La segunda parte de La chica del tambor tiene el título de «Botín». Menos dilatada en número de páginas, su narración es mucho más dinámica, pues, por fin, Charlie actúa. Ya no nos vamos a enfrascar tanto en interminables y oscuras entrevistas como durante la primera parte, y nuevos personajes entran en acción. Ahora, Charlie es “liberada” por el Mossad para acabar en manos de los palestinos. Estará en el Beirut destrozado por la guerra civil, en un castillo medieval que sirve de campo de entrenamiento para terroristas internacionales (irlandeses, vascos, sudafricanos…), y en campos de refugiados palestinos donde la aviación israelí prueba su puntería. Lejos de los lazos que la unen con el Mossad, Charlie no sólo representará un papel teatral, sino que corre el peligro de integrarse plenamente en la estructura terrorista. Kurtz se la juega, así como Becker, quien se ha enamorado de Charlie y parece ser el único que no la considera un peón (o una puta, como termina sintiéndose Charlie), que no le importa a nadie abandonar en un frío regato. Por su parte, Litvak cada día vive más tenso ante la posibilidad de haber entrenado un terrorista que, más que conseguir el objetivo marcado por Kurtz, participe en acciones contra intereses judíos y sionistas en Europa.

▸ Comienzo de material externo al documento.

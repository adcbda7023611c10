use std::io::{self, Stderr};
use std::time::Duration;

use anyhow::Result;
use crossterm::{
    event::{self, DisableBracketedPaste, EnableBracketedPaste, Event, KeyEventKind},
    execute,
    terminal::{disable_raw_mode, enable_raw_mode, EnterAlternateScreen, LeaveAlternateScreen},
};
use futures::StreamExt;
use ratatui::{backend::CrosstermBackend, Terminal};
use tokio::sync::mpsc;

use crate::events::{AppEvent, TuiEvent};

pub type Tui = Terminal<CrosstermBackend<Stderr>>;

/// Pumps terminal input and animation ticks into the app event channel
pub fn spawn_event_pump(tx: mpsc::UnboundedSender<AppEvent>, tick_rate: Duration) {
    let tx_events = tx.clone();
    tokio::spawn(async move {
        let mut reader = event::EventStream::new();
        while let Some(evt) = reader.next().await {
            let tui_event = match evt {
                Ok(Event::Key(key)) if key.kind == KeyEventKind::Press => Some(TuiEvent::Key(key)),
                Ok(Event::Paste(text)) => Some(TuiEvent::Paste(text)),
                Ok(Event::Resize(w, h)) => Some(TuiEvent::Resize(w, h)),
                Ok(_) => None,
                Err(error) => {
                    tracing::warn!(%error, "failed to read terminal event");
                    None
                }
            };

            if let Some(event) = tui_event {
                if tx_events.send(event.into()).is_err() {
                    break;
                }
            }
        }
    });

    tokio::spawn(async move {
        let mut interval = tokio::time::interval(tick_rate);
        loop {
            interval.tick().await;
            if tx.send(TuiEvent::Tick.into()).is_err() {
                break;
            }
        }
    });
}

pub fn init() -> Result<Tui> {
    enable_raw_mode()?;
    execute!(io::stderr(), EnterAlternateScreen, EnableBracketedPaste)?;

    let backend = CrosstermBackend::new(io::stderr());
    let terminal = Terminal::new(backend)?;

    Ok(terminal)
}

pub fn restore() -> Result<()> {
    execute!(io::stderr(), DisableBracketedPaste, LeaveAlternateScreen)?;
    disable_raw_mode()?;
    Ok(())
}

/// Install panic hook to restore terminal on panic
pub fn install_panic_hook() {
    let original_hook = std::panic::take_hook();
    std::panic::set_hook(Box::new(move |panic_info| {
        let _ = restore();
        original_hook(panic_info);
    }));
}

El problema de la segunda parte es que, gracias a su liviandad, apenas hay mucho tiempo para que Charlie y los demás se hagan notar más de la cuenta.

Puede que esa desvinculación sea la que enriquezca la novela, permitiendo a Le Carré mostrar el dolor en ambos lados de la delgada línea que separa a unos enemigos en apariencia irreconciliables. No es una lectura maniquea y se nota las horas de documentación y entrevistas que hizo el escritor, tanto con israelíes como con palestinos, para ofrecer una visión lo más fiel a la realidad.

Puedo decir que sí, que es una novela que me ha gustado, siempre seré más del Le Carré de los setenta, la verdad. Mantiene el pesimismo y la crudeza gris, con un final que ni es feliz ni triste.